La contestazione della veridicità del fatto da parte dell'assicuratrice non venne accolta dal Giudice di pace, che condannava la stessa all'indennizzo.

La sentenza emessa venne appellata in via principale dell'assicurata, in ragione della sostenuta parzialità del ristoro ottenuto, mentre in via incidentale appellava la società assicuratrice, richiedendo il rigetto della pretesa.

Il Tribunale, in accoglimento dell'appello incidentale, rigettava la domanda, ritenendo non provata la ricostruzione dei fatti rappresentata dalla parte attrice. Infatti, il giudice di seconda istanza rilevava come l'unica testimone escussa, ai sensi dell'art. 246 c.p.c., fosse incapace a deporre, in quanto soggetto trasportato e danneggiato nel sinistro, sebbene avesse già ottenuto risarcimento.
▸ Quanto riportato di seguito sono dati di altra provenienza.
//! Medienkanal-Protokoll (UDP)
//!
//! Das erste Byte jedes Datagramms unterscheidet die Paketart:
//!
//! ```text
//! Client -> Server
//!   [-1][nlen:1][name]          Vorbereitung (Name des lokalen Benutzers)
//!   [-3]                        bereit fuer Ping-Messung
//!   [1]                         letzter Voice-Frame
//!   [2][enclen:2][chiffrat]     Voice-Frame
//!
//! Server -> Client
//!   [0 | -2][...]               Ping-Probe, wird unveraendert zurueckgeschickt
//!   [nlen:1][name][letzter:1]   Voice-Frame-Ende eines Absenders (letzter = 1)
//!   [nlen:1][name][2][enclen:2][chiffrat]
//! ```

use bytes::Bytes;

use crate::wire::{CodecError, FrameReader, FrameWriter};
use crate::{MAX_BUFFER_SIZE, MAX_NAME_LENGTH};

// ---------------------------------------------------------------------------
// Marker
// ---------------------------------------------------------------------------

/// Marker-Bytes des Medienkanals
#[derive(Debug, Clone, Copy, PartialEq, Eq)]
#[repr(i8)]
pub enum UdpMarker {
    Vorbereiten = -1,
    Ping = 0,
    ErsterPing = -2,
    Bereit = -3,
    VoiceLetzter = 1,
    VoiceWeitere = 2,
}

impl UdpMarker {
    pub fn als_byte(self) -> u8 {
        self as i8 as u8
    }
}

// ---------------------------------------------------------------------------
// Eingehende Datagramme
// ---------------------------------------------------------------------------

/// Geparstes Datagramm vom Server
#[derive(Debug, Clone, PartialEq, Eq)]
pub enum VoiceDatagram {
    /// Ping-Probe; das Datagramm geht unveraendert zurueck
    PingProbe,
    /// Voice-Frame eines anderen Benutzers
    Voice {
        absender: String,
        letzter: bool,
        /// Leer wenn `letzter`
        chiffrat: Vec<u8>,
    },
}

impl VoiceDatagram {
    pub fn parsen(datagramm: &[u8]) -> Result<Self, CodecError> {
        let mut r = FrameReader::new(datagramm);
        let erstes = r.u8("marker")? as i8;

        if erstes == UdpMarker::Ping as i8 || erstes == UdpMarker::ErsterPing as i8 {
            return Ok(Self::PingProbe);
        }
        if erstes < 0 || erstes as usize > MAX_NAME_LENGTH {
            return Err(CodecError::UngueltigerWert {
                feld: "marker",
                wert: erstes as i64,
            });
        }

        let name = r.bytes("absender", erstes as usize)?;
        let absender = String::from_utf8(name.to_vec())
            .map_err(|_| CodecError::UngueltigerText { feld: "absender" })?;

        let letzter = r.u8("letzter")? == UdpMarker::VoiceLetzter as u8;
        let chiffrat = if letzter {
            Vec::new()
        } else {
            r.blob("voice_chiffrat", MAX_BUFFER_SIZE)?.to_vec()
        };

        Ok(Self::Voice {
            absender,
            letzter,
            chiffrat,
        })
    }
}

// ---------------------------------------------------------------------------
// Ausgehende Datagramme
// ---------------------------------------------------------------------------

/// `[-1][nlen:1][name]`
pub fn vorbereiten(name: &str) -> Result<Bytes, CodecError> {
    let mut w = FrameWriter::mit_tag(UdpMarker::Vorbereiten.als_byte());
    w.kurztext("name", name)?;
    Ok(w.fertig())
}

/// `[-3]`
pub fn bereit() -> Bytes {
    FrameWriter::mit_tag(UdpMarker::Bereit.als_byte()).fertig()
}

/// `[1]`
pub fn letzter_frame() -> Bytes {
    FrameWriter::mit_tag(UdpMarker::VoiceLetzter.als_byte()).fertig()
}

/// `[2][enclen:2][chiffrat]`
pub fn voice_frame(chiffrat: &[u8]) -> Result<Bytes, CodecError> {
    let groesse = 3 + chiffrat.len();
    if groesse > MAX_BUFFER_SIZE {
        return Err(CodecError::ZuLang {
            feld: "voice_frame",
            laenge: groesse,
            maximum: MAX_BUFFER_SIZE,
        });
    }
    let mut w = FrameWriter::mit_tag(UdpMarker::VoiceWeitere.als_byte());
    w.blob("voice_chiffrat", chiffrat)?;
    Ok(w.fertig())
}
//! Wiedergabe-Queue – entkoppelt den UDP-Empfang vom Audio-Collaborator
//!
//! Der Empfang legt dekodierte Frames nicht-blockierend ab; ein eigener
//! Blocking-Task reicht sie der Reihe nach an `AudioSink::play_voice`
//! weiter. Ist die Queue voll, wird der Frame verworfen (UDP-Semantik).

use std::sync::Arc;

use tokio::sync::mpsc;

use hush_core::AudioSink;

/// Ein abzuspielender Frame
#[derive(Debug, Clone, PartialEq, Eq)]
pub struct WiedergabeAuftrag {
    pub absender: String,
    /// `None` beim letzten Frame eines Absenders
    pub samples: Option<Vec<i16>>,
    pub letzter: bool,
}

/// Handle auf den Wiedergabe-Task
///
/// Wird das Handle gedroppt, endet der Task nach dem letzten Auftrag.
pub struct Wiedergabe {
    tx: mpsc::Sender<WiedergabeAuftrag>,
    _task: tokio::task::JoinHandle<()>,
}

impl Wiedergabe {
    /// Startet den Wiedergabe-Task
    pub fn starten(audio: Arc<dyn AudioSink>, queue_groesse: usize) -> Self {
        let (tx, mut rx) = mpsc::channel::<WiedergabeAuftrag>(queue_groesse.max(1));

        let task = tokio::task::spawn_blocking(move || {
            while let Some(auftrag) = rx.blocking_recv() {
                audio.play_voice(&auftrag.absender, auftrag.samples, auftrag.letzter);
            }
            tracing::debug!("Wiedergabe-Task beendet");
        });

        Self { tx, _task: task }
    }

    /// Legt einen Frame ab; false wenn er verworfen wurde
    pub fn einreihen(&self, auftrag: WiedergabeAuftrag) -> bool {
        match self.tx.try_send(auftrag) {
            Ok(()) => true,
            Err(mpsc::error::TrySendError::Full(auftrag)) => {
                tracing::warn!(absender = %auftrag.absender, "Wiedergabe-Queue voll – Frame verworfen");
                false
            }
            Err(mpsc::error::TrySendError::Closed(_)) => {
                tracing::debug!("Wiedergabe-Queue geschlossen");
                false
            }
        }
    }
}
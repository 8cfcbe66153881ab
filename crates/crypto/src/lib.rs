//! # hush-crypto
//!
//! Schluesselaustausch und Blockverschluesselung einer Hush-Sitzung.
//!
//! ## Module
//! - `key_exchange` - Diffie-Hellman ueber kleine Primzahlen, Schluessel-Faltung
//! - `cipher` - AES-128 im ECB-Modus mit Null-Padding
//! - `types` - Sitzungsschluessel
//! - `error` - Fehlertypen
//!
//! ## Sicherheit
//!
//! Das Verfahren ist durch das Server-Protokoll vorgegeben: der
//! Austausch ist nicht authentifiziert, die Parameter sind klein und
//! ECB verkettet keine Bloecke und prueft keine Integritaet. Ein
//! veraenderter Block entschluesselt zu Datenmuell statt zu einem Fehler.

pub mod cipher;
pub mod error;
pub mod key_exchange;
pub mod types;

// Bequeme Re-Exports
pub use cipher::{SessionCipher, BLOCK_GROESSE};
pub use error::{CryptoError, CryptoResult};
pub use key_exchange::{schluessel_falten, KeyExchange};
pub use types::{SessionKey, SCHLUESSEL_LAENGE};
Il provvedimento è stato oggetto di impugnazione in Cassazione. La parte soccombente con ricorso ha dedotto due motivi di gravame. Con il primo si è lamentata la violazione degli artt. 2054, 2055 c.c., 246 c.p.c. e 141 d. lgs. 7 settembre 2005 n. 209; mentre col secondo viene censurata la mancata pronuncia in ordine alle spese stragiudiziali.

La questione

Nel giudizio risarcitorio tra conducente e terzo responsabile, la pacifica incapacità a testimoniare di un soggetto trasportato coinvolto nel sinistro stradale può in ogni caso continuare ad affermarsi sussistente qualora questi abbia già ottenuto risarcimento?

Le soluzioni giuridiche

I) La Suprema Corte, dichiarando inammissibile il ricorso, ribadisce un principio di diritto relativo all'operatività dell'art. 246 c.p.c., rimasto inalterato dalla sentenza Cass. civ., sez. III, 1 giugno 1974, n. 1580, richiamata nella parte motiva dell'ordinanza in commento.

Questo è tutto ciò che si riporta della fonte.